Work instructions ->
Below are entries; copy exactly the lines from the one with "pub fn by_name(name: &str)" through the one with "if a_off + a_len", both included, and leave out the rest.

== Input material

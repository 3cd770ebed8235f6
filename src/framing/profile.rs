use serde::{Deserialize, Serialize};
use typed_builder::TypedBuilder;

use crate::{Error, Result};

/// Byte offsets locating the packet header fields within a frame.
///
/// All offsets are relative to the first byte after the sync marker. Profiles are
/// plain data so additional link paths can be described in configuration rather than
/// code. Changing the offsets of an existing profile requires bumping its `version`.
///
/// # Example
/// ```
/// use downlink::framing::FramingProfile;
///
/// let profile = FramingProfile::builder()
///     .name("bench".to_string())
///     .kind_offset(4)
///     .sequence_offset(6)
///     .quality_offset(0)
///     .payload_offset(12)
///     .build();
/// assert_eq!(profile.header_len(), 9);
/// ```
#[derive(Debug, Clone, PartialEq, Eq, Serialize, Deserialize, TypedBuilder)]
pub struct FramingProfile {
    pub name: String,
    #[builder(default = 1)]
    #[serde(default = "default_version")]
    pub version: u16,
    /// Offset of the 2-byte kind discriminant.
    pub kind_offset: usize,
    /// Offset of the 3-byte big-endian sequence counter.
    pub sequence_offset: usize,
    /// Offset of the 1-byte data quality flag. Frames are always good when `None`.
    #[builder(default, setter(strip_option))]
    #[serde(default)]
    pub quality_offset: Option<usize>,
    /// Offset of the first payload byte.
    pub payload_offset: usize,
    /// Number of bytes at the end of a frame that are not payload.
    #[builder(default)]
    #[serde(default)]
    pub trailer_len: usize,
    #[builder(default = FramingProfile::IMAGE_ID)]
    #[serde(default = "default_image_id")]
    pub image_id: [u8; 2],
    #[builder(default = FramingProfile::HOUSEKEEPING_ID)]
    #[serde(default = "default_housekeeping_id")]
    pub housekeeping_id: [u8; 2],
}

fn default_version() -> u16 {
    1
}

fn default_image_id() -> [u8; 2] {
    FramingProfile::IMAGE_ID
}

fn default_housekeeping_id() -> [u8; 2] {
    FramingProfile::HOUSEKEEPING_ID
}

impl FramingProfile {
    /// Kind discriminant for image packets.
    pub const IMAGE_ID: [u8; 2] = [0x55, 0x40];
    /// Kind discriminant for housekeeping packets.
    pub const HOUSEKEEPING_ID: [u8; 2] = [0x40, 0x3f];
    /// Transfer frame trailer length used by the satellite's link.
    pub const TRAILER_LEN: usize = 160;
    /// Length of the ground equipment framing preceding relayed frames.
    pub const RELAY_PREFIX_LEN: usize = 28;

    /// Frames starting at the satellite's own transfer frame header. No quality flag
    /// is carried, byte 5 is the frame's signalling field.
    #[must_use]
    pub fn direct() -> Self {
        FramingProfile {
            name: "direct".to_string(),
            version: 2,
            kind_offset: 0,
            sequence_offset: 2,
            quality_offset: None,
            payload_offset: 28,
            trailer_len: Self::TRAILER_LEN,
            image_id: Self::IMAGE_ID,
            housekeeping_id: Self::HOUSEKEEPING_ID,
        }
    }

    /// Frames prefixed by ground equipment framing, which carries the quality flag.
    #[must_use]
    pub fn relayed() -> Self {
        FramingProfile {
            name: "relayed".to_string(),
            version: 1,
            kind_offset: Self::RELAY_PREFIX_LEN,
            sequence_offset: Self::RELAY_PREFIX_LEN + 2,
            quality_offset: Some(1),
            payload_offset: Self::RELAY_PREFIX_LEN + 28,
            trailer_len: Self::TRAILER_LEN,
            image_id: Self::IMAGE_ID,
            housekeeping_id: Self::HOUSEKEEPING_ID,
        }
    }

    /// Compact framing used to store incomplete products: kind, sequence, then the
    /// payload with no trailer. Only good packets are stored, so there is no quality
    /// flag. This is the layout the ground scripts used for their `tmp_` files.
    #[must_use]
    pub fn archive() -> Self {
        FramingProfile {
            name: "archive".to_string(),
            version: 2,
            kind_offset: 0,
            sequence_offset: 2,
            quality_offset: None,
            payload_offset: 5,
            trailer_len: 0,
            image_id: Self::IMAGE_ID,
            housekeeping_id: Self::HOUSEKEEPING_ID,
        }
    }

    /// Look up one of the built-in profiles by name.
    ///
    /// # Errors
    /// [Error::Config] if there is no such profile.
    pub fn by_name(name: &str) -> Result<Self> {
        match name {
            "direct" => Ok(Self::direct()),
            "relayed" => Ok(Self::relayed()),
            "archive" => Ok(Self::archive()),
            _ => Err(Error::Config(format!("unknown framing profile {name:?}"))),
        }
    }

    /// Minimum frame length required to read all header fields.
    #[must_use]
    pub fn header_len(&self) -> usize {
        (self.kind_offset + 2)
            .max(self.sequence_offset + 3)
            .max(self.quality_offset.map_or(0, |q| q + 1))
    }

    /// Byte range of the payload within a frame of `frame_len` bytes, or `None` if the
    /// frame is too short to hold any payload.
    #[must_use]
    pub fn payload_bounds(&self, frame_len: usize) -> Option<(usize, usize)> {
        let end = frame_len.checked_sub(self.trailer_len)?;
        if end <= self.payload_offset {
            return None;
        }
        Some((self.payload_offset, end))
    }

    /// Check that the header fields do not overlap each other or the payload.
    ///
    /// # Errors
    /// [Error::Config] describing the first overlap found.
    pub fn validate(&self) -> Result<()> {
        let mut fields = vec![
            ("kind", self.kind_offset, 2),
            ("sequence", self.sequence_offset, 3),
        ];
        if let Some(quality) = self.quality_offset {
            fields.push(("quality", quality, 1));
        }
        for (i, &(a, a_off, a_len)) in fields.iter().enumerate() {
            if a_off + a_len > self.payload_offset {
                return Err(Error::Config(format!(
                    "profile {}: {a} field overlaps the payload",
                    self.name
                )));
            }
            for &(b, b_off, b_len) in &fields[i + 1..] {
                if a_off < b_off + b_len && b_off < a_off + a_len {
                    return Err(Error::Config(format!(
                        "profile {}: {a} and {b} fields overlap",
                        self.name
                    )));
                }
            }
        }
        if self.image_id == self.housekeeping_id {
            return Err(Error::Config(format!(
                "profile {}: image and housekeeping ids are identical",
                self.name
            )));
        }
        Ok(())
    }
}

#[cfg(test)]
mod tests {
    use super::*;
    use test_case::test_case;

    #[test_case(FramingProfile::direct(), 5 ; "direct")]
    #[test_case(FramingProfile::relayed(), 33 ; "relayed")]
    #[test_case(FramingProfile::archive(), 5 ; "archive")]
    fn builtin_profiles_are_valid(profile: FramingProfile, header_len: usize) {
        profile.validate().unwrap();
        assert_eq!(profile.header_len(), header_len);
        assert_eq!(FramingProfile::by_name(&profile.name).unwrap(), profile);
    }

    #[test]
    fn relayed_is_direct_shifted_by_prefix() {
        let direct = FramingProfile::direct();
        let relayed = FramingProfile::relayed();
        let shift = FramingProfile::RELAY_PREFIX_LEN;

        assert_eq!(relayed.kind_offset, direct.kind_offset + shift);
        assert_eq!(relayed.sequence_offset, direct.sequence_offset + shift);
        assert_eq!(relayed.payload_offset, direct.payload_offset + shift);
        assert_eq!(relayed.trailer_len, direct.trailer_len);
    }

    #[test]
    fn payload_bounds() {
        let profile = FramingProfile::relayed();

        assert_eq!(profile.payload_bounds(56 + 160 + 10), Some((56, 66)));
        assert_eq!(profile.payload_bounds(56 + 160), None);
        assert_eq!(profile.payload_bounds(40), None);
    }

    #[test]
    fn overlapping_fields_are_invalid() {
        let profile = FramingProfile::builder()
            .name("bad".to_string())
            .kind_offset(0)
            .sequence_offset(1)
            .quality_offset(5)
            .payload_offset(6)
            .build();

        assert!(matches!(profile.validate(), Err(Error::Config(_))));
    }

    #[test]
    fn unknown_profile_name() {
        assert!(FramingProfile::by_name("uhf").is_err());
    }

    #[test]
    fn deserialize_with_defaults() {
        let profile: FramingProfile = serde_json::from_str(
            r#"{"name": "direct", "version": 2, "kind_offset": 0, "sequence_offset": 2,
                "payload_offset": 28, "trailer_len": 160}"#,
        )
        .unwrap();
        assert_eq!(profile, FramingProfile::direct());

        let profile: FramingProfile = serde_json::from_str(
            r#"{"name": "uhf", "kind_offset": 0, "sequence_offset": 2,
                "quality_offset": 5, "payload_offset": 8}"#,
        )
        .unwrap();
        assert_eq!(profile.quality_offset, Some(5));
        assert_eq!(profile.version, 1);
        assert_eq!(profile.header_len(), 6);
    }

    #[test]
    fn quality_field_only_checked_when_present() {
        let profile = FramingProfile::builder()
            .name("packed".to_string())
            .kind_offset(0)
            .sequence_offset(2)
            .payload_offset(5)
            .build();
        profile.validate().unwrap();
        assert_eq!(profile.header_len(), 5);

        let profile = FramingProfile::builder()
            .name("packed".to_string())
            .kind_offset(0)
            .sequence_offset(2)
            .quality_offset(5)
            .payload_offset(5)
            .build();
        assert!(profile.validate().is_err());
    }
}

====

Task solution ->
    pub fn by_name(name: &str) -> Result<Self> {
        match name {
            "direct" => Ok(Self::direct()),
            "relayed" => Ok(Self::relayed()),
            "archive" => Ok(Self::archive()),
            _ => Err(Error::Config(format!("unknown framing profile {name:?}"))),
        }
    }

    /// Minimum frame length required to read all header fields.
    #[must_use]
    pub fn header_len(&self) -> usize {
        (self.kind_offset + 2)
            .max(self.sequence_offset + 3)
            .max(self.quality_offset.map_or(0, |q| q + 1))
    }

    /// Byte range of the payload within a frame of `frame_len` bytes, or `None` if the
    /// frame is too short to hold any payload.
    #[must_use]
    pub fn payload_bounds(&self, frame_len: usize) -> Option<(usize, usize)> {
        let end = frame_len.checked_sub(self.trailer_len)?;
        if end <= self.payload_offset {
            return None;
        }
        Some((self.payload_offset, end))
    }

    /// Check that the header fields do not overlap each other or the payload.
    ///
    /// # Errors
    /// [Error::Config] describing the first overlap found.
    pub fn validate(&self) -> Result<()> {
        let mut fields = vec![
            ("kind", self.kind_offset, 2),
            ("sequence", self.sequence_offset, 3),
        ];
        if let Some(quality) = self.quality_offset {
            fields.push(("quality", quality, 1));
        }
        for (i, &(a, a_off, a_len)) in fields.iter().enumerate() {
            if a_off + a_len > self.payload_offset {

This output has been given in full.